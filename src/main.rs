use clap::Parser;
use dotenvy::dotenv;
use medbay::{cli::Cli, config, errors::Result};
use tracing::{error, info};
use tracing_subscriber::EnvFilter;

fn main() -> Result<()> {
    // 1. Load .env file (before anything reads the environment)
    dotenv().ok(); // Make it non-fatal, env vars can be set externally

    let cli = Cli::parse();

    // 2. Load settings; the log filter comes from here when RUST_LOG is unset
    let settings = config::load_settings(&cli.config)?;

    // 3. Initialize tracing, on stderr so command output stays clean
    tracing_subscriber::fmt()
        .with_env_filter(
            EnvFilter::try_from_default_env()
                .unwrap_or_else(|_| EnvFilter::new(&settings.log_filter)),
        )
        .with_writer(std::io::stderr)
        .init();
    info!("Loaded settings from {}", cli.config.display());

    // 4. Open the store for today; reconciliation happens here
    let mut store = config::open_store(&settings)
        .inspect_err(|e| error!("Failed to open medicine store: {}", e))?;

    // 5. Run the command
    let output = medbay::cli::run(cli.command, &mut store, &settings)
        .inspect_err(|e| error!("Command failed: {}", e))?;
    println!("{output}");

    Ok(())
}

### Task prompt:
Identify each line in the records above containing the word "EnvFilter"; copy those lines.

### Exercise output:
use tracing_subscriber::EnvFilter;
            EnvFilter::try_from_default_env()
                .unwrap_or_else(|_| EnvFilter::new(&settings.log_filter)),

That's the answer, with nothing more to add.